YOUR INSTRUCTIONS: Which lines below fall between the one containing "cursor.position()" and the one containing "let expected = request.get(..length).unwrap_or(request);"? Repeat them exactly, counting both of those lines, and add nothing else.

Data entries:
☆ ☆ ☆ ☆ ☆
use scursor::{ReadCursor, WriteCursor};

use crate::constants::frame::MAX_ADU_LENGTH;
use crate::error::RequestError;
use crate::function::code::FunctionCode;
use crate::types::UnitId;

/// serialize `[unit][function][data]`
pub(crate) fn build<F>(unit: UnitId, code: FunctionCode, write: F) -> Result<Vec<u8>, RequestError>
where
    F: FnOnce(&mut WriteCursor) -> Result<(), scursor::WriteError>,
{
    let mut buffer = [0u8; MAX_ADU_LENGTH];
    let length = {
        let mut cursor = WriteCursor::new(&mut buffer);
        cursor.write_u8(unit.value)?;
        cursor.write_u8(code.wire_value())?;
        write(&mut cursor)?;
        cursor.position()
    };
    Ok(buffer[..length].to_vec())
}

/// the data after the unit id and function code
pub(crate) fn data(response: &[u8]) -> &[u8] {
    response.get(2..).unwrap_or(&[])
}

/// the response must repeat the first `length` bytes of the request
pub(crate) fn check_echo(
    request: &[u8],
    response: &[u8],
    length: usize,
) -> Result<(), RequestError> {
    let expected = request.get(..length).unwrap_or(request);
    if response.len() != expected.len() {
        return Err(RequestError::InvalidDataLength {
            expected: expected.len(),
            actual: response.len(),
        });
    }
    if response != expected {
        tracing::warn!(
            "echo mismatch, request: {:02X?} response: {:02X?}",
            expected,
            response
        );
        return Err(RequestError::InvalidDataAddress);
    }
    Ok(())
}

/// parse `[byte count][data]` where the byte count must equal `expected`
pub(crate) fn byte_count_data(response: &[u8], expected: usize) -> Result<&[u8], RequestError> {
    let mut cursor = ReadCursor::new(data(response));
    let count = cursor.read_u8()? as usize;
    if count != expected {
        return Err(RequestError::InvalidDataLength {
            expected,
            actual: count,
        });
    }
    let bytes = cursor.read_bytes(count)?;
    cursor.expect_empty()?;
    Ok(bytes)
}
☆ ☆ ☆ ☆ ☆
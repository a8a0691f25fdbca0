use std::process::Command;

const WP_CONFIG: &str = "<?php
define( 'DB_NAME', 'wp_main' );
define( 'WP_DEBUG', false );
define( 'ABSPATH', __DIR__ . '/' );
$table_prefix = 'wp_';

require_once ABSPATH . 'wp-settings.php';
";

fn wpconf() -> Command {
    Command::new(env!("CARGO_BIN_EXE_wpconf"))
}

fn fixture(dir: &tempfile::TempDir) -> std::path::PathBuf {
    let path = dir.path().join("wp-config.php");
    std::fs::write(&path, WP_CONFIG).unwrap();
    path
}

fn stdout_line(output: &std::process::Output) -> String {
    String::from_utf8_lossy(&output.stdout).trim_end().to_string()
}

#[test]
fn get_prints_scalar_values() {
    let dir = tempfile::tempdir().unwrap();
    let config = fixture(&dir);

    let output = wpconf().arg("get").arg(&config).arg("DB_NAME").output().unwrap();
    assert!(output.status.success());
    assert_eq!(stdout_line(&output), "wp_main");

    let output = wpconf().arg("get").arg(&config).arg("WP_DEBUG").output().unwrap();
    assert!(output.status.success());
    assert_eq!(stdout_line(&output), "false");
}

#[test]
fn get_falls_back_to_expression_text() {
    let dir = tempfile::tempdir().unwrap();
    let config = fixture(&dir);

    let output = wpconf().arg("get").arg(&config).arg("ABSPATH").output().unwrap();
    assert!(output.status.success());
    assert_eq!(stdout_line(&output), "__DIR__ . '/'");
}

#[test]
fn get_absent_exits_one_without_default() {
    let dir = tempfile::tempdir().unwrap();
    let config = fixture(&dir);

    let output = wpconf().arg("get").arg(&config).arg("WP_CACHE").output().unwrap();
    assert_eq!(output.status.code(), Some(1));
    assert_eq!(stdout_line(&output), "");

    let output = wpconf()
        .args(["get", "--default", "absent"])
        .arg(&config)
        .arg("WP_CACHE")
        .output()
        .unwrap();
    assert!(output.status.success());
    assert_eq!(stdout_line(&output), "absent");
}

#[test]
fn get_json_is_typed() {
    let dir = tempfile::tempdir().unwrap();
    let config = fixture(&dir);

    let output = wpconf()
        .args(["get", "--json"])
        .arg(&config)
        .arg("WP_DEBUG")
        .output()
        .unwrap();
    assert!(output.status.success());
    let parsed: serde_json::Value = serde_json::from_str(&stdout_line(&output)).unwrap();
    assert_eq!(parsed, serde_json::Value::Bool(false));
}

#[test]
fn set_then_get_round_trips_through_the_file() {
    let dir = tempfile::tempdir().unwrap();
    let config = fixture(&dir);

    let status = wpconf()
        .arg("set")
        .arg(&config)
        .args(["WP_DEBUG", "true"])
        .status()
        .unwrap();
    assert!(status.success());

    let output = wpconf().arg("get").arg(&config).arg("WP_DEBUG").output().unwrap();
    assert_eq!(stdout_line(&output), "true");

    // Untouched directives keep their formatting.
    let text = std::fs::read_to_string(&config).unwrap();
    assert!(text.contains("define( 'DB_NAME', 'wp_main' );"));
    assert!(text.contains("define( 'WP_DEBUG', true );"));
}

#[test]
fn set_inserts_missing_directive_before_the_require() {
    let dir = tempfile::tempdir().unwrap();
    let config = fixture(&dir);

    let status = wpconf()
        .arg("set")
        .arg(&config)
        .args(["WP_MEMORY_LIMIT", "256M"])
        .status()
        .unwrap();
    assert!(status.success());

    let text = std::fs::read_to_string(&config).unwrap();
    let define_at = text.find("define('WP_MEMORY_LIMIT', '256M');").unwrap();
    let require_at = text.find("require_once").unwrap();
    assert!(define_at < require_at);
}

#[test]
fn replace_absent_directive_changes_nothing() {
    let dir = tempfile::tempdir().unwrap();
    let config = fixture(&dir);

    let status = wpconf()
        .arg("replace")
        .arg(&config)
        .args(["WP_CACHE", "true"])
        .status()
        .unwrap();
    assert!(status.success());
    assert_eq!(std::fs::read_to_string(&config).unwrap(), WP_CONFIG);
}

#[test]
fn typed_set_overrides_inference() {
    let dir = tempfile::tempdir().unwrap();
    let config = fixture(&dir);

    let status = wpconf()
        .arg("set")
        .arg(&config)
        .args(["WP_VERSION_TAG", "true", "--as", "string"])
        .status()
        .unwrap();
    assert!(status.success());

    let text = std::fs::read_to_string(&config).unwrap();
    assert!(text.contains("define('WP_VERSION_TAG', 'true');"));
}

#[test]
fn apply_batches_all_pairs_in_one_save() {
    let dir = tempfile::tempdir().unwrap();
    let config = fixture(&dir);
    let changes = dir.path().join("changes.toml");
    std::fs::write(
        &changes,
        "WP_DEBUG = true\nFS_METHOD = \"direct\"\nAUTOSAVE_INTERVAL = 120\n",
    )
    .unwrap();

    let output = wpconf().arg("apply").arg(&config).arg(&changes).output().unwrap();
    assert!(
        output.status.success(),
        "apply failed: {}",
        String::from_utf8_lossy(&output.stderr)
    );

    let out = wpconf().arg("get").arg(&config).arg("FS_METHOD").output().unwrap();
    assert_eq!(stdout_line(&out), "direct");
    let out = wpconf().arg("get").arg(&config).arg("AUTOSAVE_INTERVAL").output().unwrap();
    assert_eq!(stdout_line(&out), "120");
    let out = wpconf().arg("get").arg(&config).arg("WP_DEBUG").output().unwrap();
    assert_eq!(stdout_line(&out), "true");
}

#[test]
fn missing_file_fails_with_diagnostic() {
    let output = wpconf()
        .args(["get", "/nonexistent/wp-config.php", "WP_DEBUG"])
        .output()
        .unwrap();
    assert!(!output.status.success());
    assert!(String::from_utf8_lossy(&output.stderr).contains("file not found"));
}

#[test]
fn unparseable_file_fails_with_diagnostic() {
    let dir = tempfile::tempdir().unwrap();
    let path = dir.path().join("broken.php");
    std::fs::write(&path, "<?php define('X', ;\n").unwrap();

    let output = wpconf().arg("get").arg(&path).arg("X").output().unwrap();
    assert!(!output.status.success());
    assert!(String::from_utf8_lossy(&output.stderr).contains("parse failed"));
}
☆ ☆ ☆ ☆ ☆
THE ANSWER:
        cursor.position()
    };
    Ok(buffer[..length].to_vec())
}

/// the data after the unit id and function code
pub(crate) fn data(response: &[u8]) -> &[u8] {
    response.get(2..).unwrap_or(&[])
}

/// the response must repeat the first `length` bytes of the request
pub(crate) fn check_echo(
    request: &[u8],
    response: &[u8],
    length: usize,
) -> Result<(), RequestError> {
    let expected = request.get(..length).unwrap_or(request);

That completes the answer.